Fig 1. Reduced glycolysis in FA HSCs.

(A) Gating strategy for FACS sorting. (B) Reduced glucose consumption in FA HSCs. SLAM (Lin⁻Sca-1⁺c-Kit⁺CD150⁺CD48⁻) cells from the bone marrow (BM) of Fanca^−/−, Fancc^−/− and wild-type (WT) mice were isolated by FACS sorting and subjected to analysis for glucose consumption analysis. (C) Reduced lactate production in FA HSCs. SLAM cells described in (B) were analyzed for lactate production (C). (D) Lower ATP levels in FA HSCs. Relative intracellular ATP concentrations were measured in cells described in (A). Results depicted in B-D are means ± SD of three independent experiments. (n=6-9 per group). (E) Schematic presentation of glycolytic pathway. (F) Expression of the genes encoded for the key enzymes of the glycolysis pathway in WT and FA HSCs.

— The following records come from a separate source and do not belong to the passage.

use dioxus::prelude::*;

use crate::client::{constant::SITE_NAME, model::auth::AuthState, router::Route};

#[cfg(feature = "web")]
use crate::client::api::user::get_user;

const TAILWIND_CSS: Asset = asset!("/assets/tailwind.css");

#[component]
pub fn App() -> Element {
    let auth = use_context_provider(|| Signal::new(AuthState::Initializing));

    // Fetch user on first load
    #[cfg(feature = "web")]
    {
        let mut auth = auth;
        let user = use_resource(get_user);
        use_effect(move || {
            if let Some(result) = &*user.read() {
                auth.set(match result {
                    Ok(user) => AuthState::from(user.clone()),
                    Err(e) => AuthState::Error(e.clone()),
                });
            }
        });
    }
    #[cfg(not(feature = "web"))]
    let _ = auth;

    rsx! {
        Title { "{SITE_NAME}" }
        document::Meta {
            name: "description",
            content: "Dashboard of the Wren Discord bot"
        }
        document::Link { rel: "stylesheet", href: TAILWIND_CSS }
        Router::<Route> {}
    }
}
//! Serde helpers for Discord snowflakes.
//!
//! Snowflakes exceed the 53 bits a JavaScript number holds, so they travel as strings.

pub mod u64_string {
    use serde::{Deserialize, Deserializer, Serializer};

    pub fn serialize<S>(value: &u64, serializer: S) -> Result<S::Ok, S::Error>
    where
        S: Serializer,
    {
        serializer.serialize_str(&value.to_string())
    }

    pub fn deserialize<'de, D>(deserializer: D) -> Result<u64, D::Error>
    where
        D: Deserializer<'de>,
    {
        use serde::de::Error;
        String::deserialize(deserializer)?
            .parse::<u64>()
            .map_err(D::Error::custom)
    }
}

#[cfg(test)]
mod tests {
    use serde::{Deserialize, Serialize};

    #[derive(Serialize, Deserialize, Debug, PartialEq)]
    struct Wrapper {
        #[serde(with = "super::u64_string")]
        id: u64,
    }

    #[test]
    fn snowflake_survives_json_as_string() {
        let json = serde_json::to_string(&Wrapper {
            id: 1_234_567_890_123_456_789,
        })
        .unwrap();
        assert_eq!(json, r#"{"id":"1234567890123456789"}"#);

        let back: Wrapper = serde_json::from_str(&json).unwrap();
        assert_eq!(back.id, 1_234_567_890_123_456_789);
    }

    #[test]
    fn rejects_non_numeric_string() {
        let result = serde_json::from_str::<Wrapper>(r#"{"id":"abc"}"#);
        assert!(result.is_err());
    }
}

RNA were extracted from SLAM cells described in (A) followed by q-PCR analysis for the indicated genes using primers listed in Supplementary Table S1. Samples were normalized to the level of GAPDH mRNA. (n=6-9 per group). (G) Increased TIGAR protein in FA HSPCs. Whole cell lysates (WCLs) were extracted from 30,000 LSK (Lin⁻Sca1⁺c-kit⁺) cells isolated from WT, Fanca^−/− and Fancc^−/− mice followed by immunoblotting using antibodies against TIGAR or β-actin. *, p<0.05; **, p<0.01.